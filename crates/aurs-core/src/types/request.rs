//! Search request types.
//!
//! A `SearchRequest` is immutable once dispatch begins; one worker is
//! started per term (or package name in info mode).

use std::fmt;
use std::str::FromStr;

use crate::error::AurError;

/// Query shape against the registry: multi-term matching vs. detail lookup
#[derive(Debug, Clone, Copy, PartialEq, Eq, Hash)]
pub enum SearchMode {
    Search,
    Info,
}

impl SearchMode {
    /// Wire value for the `type` query parameter
    pub fn as_str(self) -> &'static str {
        match self {
            SearchMode::Search => "search",
            SearchMode::Info => "info",
        }
    }
}

impl fmt::Display for SearchMode {
    fn fmt(&self, f: &mut fmt::Formatter<'_>) -> fmt::Result {
        f.write_str(self.as_str())
    }
}

/// Search field selector for the `by` query parameter
#[derive(Debug, Clone, Copy, PartialEq, Eq, Hash, Default)]
pub enum SearchField {
    #[default]
    Name,
    NameDesc,
    Maintainer,
    Depends,
    MakeDepends,
    OptDepends,
    CheckDepends,
}

impl SearchField {
    /// All selectable fields, in CLI help order
    pub const ALL: [SearchField; 7] = [
        SearchField::Name,
        SearchField::NameDesc,
        SearchField::Maintainer,
        SearchField::Depends,
        SearchField::MakeDepends,
        SearchField::OptDepends,
        SearchField::CheckDepends,
    ];

    /// Wire value for the `by` query parameter
    pub fn as_str(self) -> &'static str {
        match self {
            SearchField::Name => "name",
            SearchField::NameDesc => "name-desc",
            SearchField::Maintainer => "maintainer",
            SearchField::Depends => "depends",
            SearchField::MakeDepends => "makedepends",
            SearchField::OptDepends => "optdepends",
            SearchField::CheckDepends => "checkdepends",
        }
    }
}

impl fmt::Display for SearchField {
    fn fmt(&self, f: &mut fmt::Formatter<'_>) -> fmt::Result {
        f.write_str(self.as_str())
    }
}

impl FromStr for SearchField {
    type Err = AurError;

    fn from_str(s: &str) -> Result<Self, Self::Err> {
        SearchField::ALL
            .into_iter()
            .find(|field| field.as_str() == s)
            .ok_or_else(|| AurError::InvalidSearchField {
                value: s.to_string(),
            })
    }
}

/// One invocation's worth of lookups
#[derive(Debug, Clone)]
pub struct SearchRequest {
    pub mode: SearchMode,
    pub field: SearchField,
    /// Search terms (search mode) or package names (info mode)
    pub terms: Vec<String>,
    /// Per-term emission cap; -1 or any value <= 0 means unbounded
    pub limit: i64,
}

impl SearchRequest {
    /// Build a search-mode request over the given terms
    pub fn search(terms: Vec<String>, field: SearchField) -> Self {
        Self {
            mode: SearchMode::Search,
            field,
            terms,
            limit: -1,
        }
    }

    /// Build an info-mode request over the given package names
    pub fn info(names: Vec<String>) -> Self {
        Self {
            mode: SearchMode::Info,
            field: SearchField::Name,
            terms: names,
            limit: -1,
        }
    }

    /// Set the per-term emission cap
    pub fn with_limit(mut self, limit: i64) -> Self {
        self.limit = limit;
        self
    }

    /// The emission cap as an option; `None` means unbounded
    pub fn effective_limit(&self) -> Option<usize> {
        (self.limit > 0).then_some(self.limit as usize)
    }

    /// Check whether there is anything to dispatch
    pub fn is_empty(&self) -> bool {
        self.terms.is_empty()
    }
}
//! Concurrent search engine for the aurs AUR client
//!
//! This crate fans one lookup worker out per search term, merges every
//! worker's results into a single output stream, and short-circuits repeat
//! lookups through the shared TTL cache in `aurs-rpc`.
//!
//! Failure of one lookup never affects its siblings: a failed worker
//! simply contributes zero results.

pub mod engine;
pub mod worker;

// Re-export main types
pub use engine::{SearchEngine, DEFAULT_MAX_IN_FLIGHT, DEFAULT_REQUEST_TIMEOUT};
pub use worker::WorkerOutcome;
//! Terminal color support detection and formatting.
//!
//! Respects the NO_COLOR environment variable and only emits escape codes
//! when both stdout and stderr are terminals.

use std::env;
use std::io::{self, IsTerminal};

const RESET: &str = "\x1b[0m";

/// Color support detection and formatting
pub struct ColorSupport {
    enabled: bool,
}

impl ColorSupport {
    /// Detect color support automatically
    pub fn detect() -> Self {
        Self {
            enabled: Self::should_use_colors(),
        }
    }

    /// Force enable colors
    pub fn enabled() -> Self {
        Self { enabled: true }
    }

    /// Force disable colors
    pub fn disabled() -> Self {
        Self { enabled: false }
    }

    fn should_use_colors() -> bool {
        if env::var("NO_COLOR").is_ok() {
            return false;
        }
        io::stderr().is_terminal() && io::stdout().is_terminal()
    }

    fn paint(&self, code: &str, text: &str) -> String {
        if self.enabled {
            format!("{code}{text}{RESET}")
        } else {
            text.to_string()
        }
    }

    /// Format text in red
    pub fn red(&self, text: &str) -> String {
        self.paint("\x1b[31m", text)
    }

    /// Format text in yellow
    pub fn yellow(&self, text: &str) -> String {
        self.paint("\x1b[33m", text)
    }

    /// Format text dimmed
    pub fn dim(&self, text: &str) -> String {
        self.paint("\x1b[2m", text)
    }
}
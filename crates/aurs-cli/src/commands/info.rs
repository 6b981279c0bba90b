//! `aurs info` command implementation.

use aurs_core::error::AurResult;
use aurs_core::types::SearchRequest;
use tracing::info;

use super::CommandContext;

/// Execute the `aurs info` command
pub async fn execute(packages: Vec<String>, ctx: &CommandContext) -> AurResult<()> {
    info!("Looking up {} package(s)", packages.len());

    let request = SearchRequest::info(packages).with_limit(ctx.limit);
    super::run_request(request, ctx).await
}
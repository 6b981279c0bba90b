//! # aurs-cli
//!
//! Command-line AUR search client.
//!
//! This is the main entry point for the `aurs` binary. It handles command
//! parsing, sets up logging, and dispatches to the command handlers.

use anyhow::Context;
use aurs_core::types::SearchField;
use clap::{Parser, Subcommand};
use tracing_subscriber::EnvFilter;

mod commands;
mod output;

use commands::CommandContext;
use output::OutputFormat;

/// Concurrent AUR search client
#[derive(Parser)]
#[command(name = "aurs", version, about = "Search the Arch User Repository")]
pub struct Cli {
    #[command(subcommand)]
    pub command: Commands,

    /// Cap results emitted per term; -1 or 0 means unbounded
    #[arg(long, global = true, default_value_t = -1, allow_hyphen_values = true)]
    pub limit: i64,

    /// Output format
    #[arg(long, global = true, value_enum, default_value = "json")]
    pub format: OutputFormat,

    /// Field separator for the raw format
    #[arg(long, global = true, default_value = "=")]
    pub sep: String,

    /// Enable per-result diagnostics and debug logging
    #[arg(short, long, global = true)]
    pub verbose: bool,
}

#[derive(Subcommand)]
pub enum Commands {
    /// Search the AUR, one concurrent lookup per term
    Search {
        /// Search terms
        #[arg(required = true)]
        terms: Vec<String>,
        /// Field to match: name, name-desc, maintainer, depends,
        /// makedepends, optdepends, checkdepends
        #[arg(long, default_value = "name")]
        by: SearchField,
    },
    /// Show detailed information for the named packages
    Info {
        /// Package names
        #[arg(required = true)]
        packages: Vec<String>,
    },
}

fn main() -> anyhow::Result<()> {
    let cli = Cli::parse();

    setup_logging(cli.verbose);

    run_cli(cli)
}

fn run_cli(cli: Cli) -> anyhow::Result<()> {
    // Create Tokio runtime for async operations
    let rt = tokio::runtime::Runtime::new().context("Failed to create async runtime")?;

    rt.block_on(async {
        let ctx = CommandContext::new(cli.format, cli.sep, cli.limit, cli.verbose);
        if let Err(err) = commands::dispatch_command(cli.command, &ctx).await {
            ctx.output.error(&err.to_string());
            if let Some(suggestion) = err.suggestion() {
                ctx.output.info(suggestion);
            }
            return Err(err.into());
        }
        Ok(())
    })
}

fn setup_logging(verbose: bool) {
    let level = if verbose { "debug" } else { "warn" };

    // Logs go to stderr; stdout is reserved for machine-readable output
    tracing_subscriber::fmt()
        .with_env_filter(EnvFilter::try_from_default_env().unwrap_or_else(|_| {
            EnvFilter::new(format!(
                "aurs_cli={level},aurs_rpc={level},aurs_search={level}"
            ))
        }))
        .with_target(false)
        .with_writer(std::io::stderr)
        .init();
}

........

• _Activity_: The listing above holds a line with "fn paint(&self, code: &str, text: &str)" and a line with "use aurs_core::error::AurResult;". Print the stretch from the first through the second, exactly and alone.

• _Response for this exercise_:
    fn paint(&self, code: &str, text: &str) -> String {
        if self.enabled {
            format!("{code}{text}{RESET}")
        } else {
            text.to_string()
        }
    }

    /// Format text in red
    pub fn red(&self, text: &str) -> String {
        self.paint("\x1b[31m", text)
    }

    /// Format text in yellow
    pub fn yellow(&self, text: &str) -> String {
        self.paint("\x1b[33m", text)
    }

    /// Format text dimmed
    pub fn dim(&self, text: &str) -> String {
        self.paint("\x1b[2m", text)
    }
}
filename crates/aurs-cli/src/commands/info.rs
repository 6b981279c0bba90b
//! `aurs info` command implementation.

use aurs_core::error::AurResult;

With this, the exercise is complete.